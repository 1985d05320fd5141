//! Request/response types for auth APIs.

use serde::{Deserialize, Serialize};
use utoipa::{IntoParams, ToSchema};

#[derive(Deserialize, ToSchema)]
pub struct LoginRequest {
    pub email: Option<String>,
    pub password: Option<String>,
}

impl std::fmt::Debug for LoginRequest {
    fn fmt(&self, f: &mut std::fmt::Formatter<'_>) -> std::fmt::Result {
        f.debug_struct("LoginRequest")
            .field("email", &self.email)
            .field("password", &"***")
            .finish()
    }
}

#[derive(Debug, Serialize, ToSchema)]
pub struct SessionResponse {
    pub user_id: String,
    pub email: String,
    pub name: Option<String>,
    pub picture: Option<String>,
    /// Raw session token for bearer auth; only returned at sign-in.
    #[serde(skip_serializing_if = "Option::is_none")]
    pub token: Option<String>,
}

#[derive(Debug, Serialize, ToSchema)]
pub struct ProviderResponse {
    pub id: String,
    pub name: String,
    /// Where the client starts this sign-in method.
    pub signin_url: String,
}

#[derive(Debug, Deserialize, IntoParams)]
#[into_params(parameter_in = Query)]
pub struct OAuthCallbackQuery {
    pub code: Option<String>,
    pub state: Option<String>,
    pub error: Option<String>,
}
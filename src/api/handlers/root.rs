use axum::response::IntoResponse;

// axum handler for /
pub async fn root() -> impl IntoResponse {
    format!("{} {}", env!("CARGO_PKG_NAME"), env!("CARGO_PKG_VERSION"))
}
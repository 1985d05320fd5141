//! Company list and detail handlers.

use axum::{
    Json,
    extract::{Extension, Path},
    http::{HeaderMap, StatusCode},
    response::{IntoResponse, Response},
};
use sqlx::PgPool;
use std::sync::Arc;
use uuid::Uuid;

use super::{
    storage::{find_company, list_companies as fetch_companies},
    types::{CompanyDetailResponse, CompanyResponse},
};
use crate::api::{
    error::{ApiError, ErrorResponse},
    handlers::auth::{AuthState, require_auth},
};

#[utoipa::path(
    get,
    path = "/companies",
    responses(
        (
            status = 200,
            description = "The caller's companies, newest first.",
            body = [CompanyResponse]
        ),
        (status = 401, description = "Missing or invalid session.", body = ErrorResponse)
    ),
    tag = "companies"
)]
pub async fn list_companies(
    headers: HeaderMap,
    pool: Extension<PgPool>,
    auth_state: Extension<Arc<AuthState>>,
) -> Response {
    let principal = match require_auth(&headers, &auth_state) {
        Ok(principal) => principal,
        Err(err) => return err.into_response(),
    };

    match fetch_companies(&pool, &principal.user_id).await {
        Ok(companies) => (StatusCode::OK, Json(companies)).into_response(),
        Err(err) => ApiError::Store(err).into_response(),
    }
}

#[utoipa::path(
    get,
    path = "/companies/{id}",
    params(("id" = String, Path, description = "Company id")),
    responses(
        (status = 200, description = "Company detail with founders.", body = CompanyDetailResponse),
        (status = 401, description = "Missing or invalid session.", body = ErrorResponse),
        (status = 404, description = "Company not found.", body = ErrorResponse)
    ),
    tag = "companies"
)]
/// Returns `404` for malformed ids and for companies owned by someone else.
pub async fn get_company(
    Path(id): Path<String>,
    headers: HeaderMap,
    pool: Extension<PgPool>,
    auth_state: Extension<Arc<AuthState>>,
) -> Response {
    let principal = match require_auth(&headers, &auth_state) {
        Ok(principal) => principal,
        Err(err) => return err.into_response(),
    };

    let Ok(company_id) = Uuid::parse_str(id.trim()) else {
        return ApiError::NotFound.into_response();
    };

    match find_company(&pool, &principal.user_id, company_id).await {
        Ok(Some(company)) => (StatusCode::OK, Json(company)).into_response(),
        Ok(None) => ApiError::NotFound.into_response(),
        Err(err) => ApiError::Store(err).into_response(),
    }
}
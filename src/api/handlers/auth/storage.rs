//! SQL storage helpers for user rows.

use sqlx::{PgPool, Row, postgres::PgRow};
use tracing::{Instrument, info_span};
use uuid::Uuid;

use crate::{
    api::{error::ApiError, handlers::is_unique_violation},
    password::DEFAULT_KDF_ITERATIONS,
};

pub(crate) const AUTH_TYPE_CREDENTIALS: &str = "credentials";
pub(crate) const AUTH_TYPE_FEDERATED: &str = "federated";

const USER_COLUMNS: &str =
    "id, email, name, picture, password_hash, salt, kdf_iterations, auth_type";

#[derive(Clone, Debug, PartialEq, Eq)]
pub(crate) struct UserRecord {
    pub(crate) id: String,
    pub(crate) email: String,
    pub(crate) name: Option<String>,
    pub(crate) picture: Option<String>,
    pub(crate) password_hash: Option<String>,
    pub(crate) salt: Option<String>,
    /// PBKDF2 iterations the hash was made with. `NULL` on rows written
    /// before the count was recorded.
    pub(crate) kdf_iterations: Option<i32>,
    pub(crate) auth_type: String,
}

impl UserRecord {
    fn from_row(row: &PgRow) -> Self {
        Self {
            id: row.get("id"),
            email: row.get("email"),
            name: row.get("name"),
            picture: row.get("picture"),
            password_hash: row.get("password_hash"),
            salt: row.get("salt"),
            kdf_iterations: row.get("kdf_iterations"),
            auth_type: row.get("auth_type"),
        }
    }

    /// Iteration count to verify this row's hash with. `None` when the stored
    /// value is not a positive count.
    pub(crate) fn stored_iterations(&self) -> Option<u32> {
        match self.kdf_iterations {
            None => Some(DEFAULT_KDF_ITERATIONS),
            Some(count) => u32::try_from(count).ok().filter(|count| *count > 0),
        }
    }
}

/// Fields for a new credentials user. The hash and salt are already derived.
pub(crate) struct NewCredentialsUser<'a> {
    pub(crate) email: &'a str,
    pub(crate) name: Option<&'a str>,
    pub(crate) password_hash: &'a str,
    pub(crate) salt: &'a str,
    pub(crate) kdf_iterations: u32,
}

/// Profile returned by an identity provider after it verified the user.
#[derive(Clone, Debug, PartialEq, Eq)]
pub(crate) struct FederatedProfile {
    pub(crate) email: String,
    pub(crate) name: Option<String>,
    pub(crate) picture: Option<String>,
}

pub(crate) async fn find_user_by_email(
    pool: &PgPool,
    email: &str,
) -> Result<Option<UserRecord>, sqlx::Error> {
    let query = format!("SELECT {USER_COLUMNS} FROM users WHERE email = $1");
    let span = info_span!(
        "db.query",
        db.system = "postgresql",
        db.operation = "SELECT",
        db.statement = query.as_str()
    );
    let row = sqlx::query(&query)
        .bind(email)
        .fetch_optional(pool)
        .instrument(span)
        .await?;
    Ok(row.as_ref().map(UserRecord::from_row))
}

pub(crate) async fn find_user_by_id(
    pool: &PgPool,
    user_id: &str,
) -> Result<Option<UserRecord>, sqlx::Error> {
    let query = format!("SELECT {USER_COLUMNS} FROM users WHERE id = $1");
    let span = info_span!(
        "db.query",
        db.system = "postgresql",
        db.operation = "SELECT",
        db.statement = query.as_str()
    );
    let row = sqlx::query(&query)
        .bind(user_id)
        .fetch_optional(pool)
        .instrument(span)
        .await?;
    Ok(row.as_ref().map(UserRecord::from_row))
}

/// Insert a credentials user and return its id.
///
/// A duplicate email maps to `409`. The unique constraint decides, so two
/// concurrent registrations for one email cannot both succeed.
pub(crate) async fn insert_credentials_user(
    pool: &PgPool,
    user: &NewCredentialsUser<'_>,
) -> Result<String, ApiError> {
    let user_id = Uuid::new_v4().to_string();
    let kdf_iterations = i32::try_from(user.kdf_iterations).map_err(|_| {
        ApiError::Internal(format!(
            "KDF iterations out of range: {}",
            user.kdf_iterations
        ))
    })?;
    let query = r"
        INSERT INTO users (id, email, name, password_hash, salt, kdf_iterations, auth_type)
        VALUES ($1, $2, $3, $4, $5, $6, $7)
    ";
    let span = info_span!(
        "db.query",
        db.system = "postgresql",
        db.operation = "INSERT",
        db.statement = query
    );
    match sqlx::query(query)
        .bind(&user_id)
        .bind(user.email)
        .bind(user.name)
        .bind(user.password_hash)
        .bind(user.salt)
        .bind(kdf_iterations)
        .bind(AUTH_TYPE_CREDENTIALS)
        .execute(pool)
        .instrument(span)
        .await
    {
        Ok(_) => Ok(user_id),
        Err(err) if is_unique_violation(&err) => Err(ApiError::Conflict(
            "User with this email already exists".to_string(),
        )),
        Err(err) => Err(ApiError::Store(err)),
    }
}

/// Create or refresh the local user for a federated sign-in.
///
/// New rows are `federated`. Existing rows only get their name, picture, and
/// `updated_at` refreshed; password fields and auth type are left alone. The
/// conflict clause makes a racing first sign-in land as an update.
pub(crate) async fn upsert_federated_user(
    pool: &PgPool,
    profile: &FederatedProfile,
) -> Result<UserRecord, sqlx::Error> {
    let query = format!(
        r"
        INSERT INTO users (id, email, name, picture, auth_type)
        VALUES ($1, $2, $3, $4, $5)
        ON CONFLICT (email) DO UPDATE
            SET name = EXCLUDED.name,
                picture = EXCLUDED.picture,
                updated_at = NOW()
        RETURNING {USER_COLUMNS}
        "
    );
    let span = info_span!(
        "db.query",
        db.system = "postgresql",
        db.operation = "UPSERT",
        db.statement = query.as_str()
    );
    let row = sqlx::query(&query)
        .bind(Uuid::new_v4().to_string())
        .bind(&profile.email)
        .bind(profile.name.as_deref())
        .bind(profile.picture.as_deref())
        .bind(AUTH_TYPE_FEDERATED)
        .fetch_one(pool)
        .instrument(span)
        .await?;
    Ok(UserRecord::from_row(&row))
}
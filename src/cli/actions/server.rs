use crate::api::{
    self,
    handlers::auth::{AuthConfig, AuthState, GoogleConfig, SessionKey},
};
use crate::cli::commands::auth::Options;
use anyhow::{Context, Result};
use std::{sync::Arc, time::Duration};
use tracing::info;
use url::Url;

const HTTP_TIMEOUT: Duration = Duration::from_secs(10);

#[derive(Debug)]
pub struct Args {
    pub port: u16,
    pub dsn: String,
    pub redirect_url: String,
    pub auth: Options,
}

/// Execute the server action.
/// # Errors
/// Returns an error if the HTTP client cannot be built or the server fails to start.
pub async fn execute(args: Args) -> Result<()> {
    log_startup_args(&args);

    let Args {
        port,
        dsn,
        redirect_url,
        auth,
    } = args;

    let mut config = AuthConfig::new(auth.frontend_base_url)
        .with_session_ttl_seconds(auth.session_ttl_seconds)
        .with_password_policy(auth.password_policy)
        .with_kdf_iterations(auth.kdf_iterations);
    if let Some(google) = auth.google {
        config = config.with_google(GoogleConfig::new(
            google.client_id,
            google.client_secret,
            redirect_url,
        ));
    }

    let http = reqwest::Client::builder()
        .user_agent(crate::APP_USER_AGENT)
        .timeout(HTTP_TIMEOUT)
        .build()
        .context("Failed to build HTTP client")?;

    let auth_state = AuthState::new(config, SessionKey::new(auth.session_secret), http);

    api::new(port, dsn, Arc::new(auth_state)).await
}

fn log_startup_args(args: &Args) {
    let entries = [
        ("listen", format!("tcp:{}", args.port)),
        ("dsn", redact_dsn(&args.dsn)),
        ("frontend_base_url", args.auth.frontend_base_url.clone()),
        ("public_url", args.auth.public_url.clone()),
        (
            "session_ttl_seconds",
            args.auth.session_ttl_seconds.to_string(),
        ),
        ("kdf_iterations", args.auth.kdf_iterations.to_string()),
        ("federated", args.auth.google.is_some().to_string()),
    ];
    log_entries("Startup configuration", &entries);
}

fn redact_dsn(dsn: &str) -> String {
    match Url::parse(dsn) {
        Ok(mut parsed) => {
            if parsed.password().is_some() {
                let _ = parsed.set_password(Some("REDACTED"));
            }
            parsed.to_string()
        }
        Err(_) => "invalid-dsn".to_string(),
    }
}

fn log_entries(title: &str, entries: &[(&str, String)]) {
    let max_key_len = entries.iter().map(|(key, _)| key.len()).max().unwrap_or(0);
    let mut message = format!(
        "potemkin {} ({})\n\n{title}:",
        env!("CARGO_PKG_VERSION"),
        short_commit(crate::GIT_COMMIT_HASH)
    );
    for (key, value) in entries {
        let padding = " ".repeat(max_key_len.saturating_sub(key.len()));
        let _ =
            std::fmt::Write::write_fmt(&mut message, format_args!("\n  {key}:{padding} {value}"));
    }
    info!("{message}");
}

fn short_commit(hash: &str) -> &str {
    let trimmed = hash.trim();
    trimmed.get(..7).unwrap_or(trimmed)
}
- - -
Using the listing, copy every line where the word "already" shows up.

/// Fields for a new credentials user. The hash and salt are already derived.
            "User with this email already exists".to_string(),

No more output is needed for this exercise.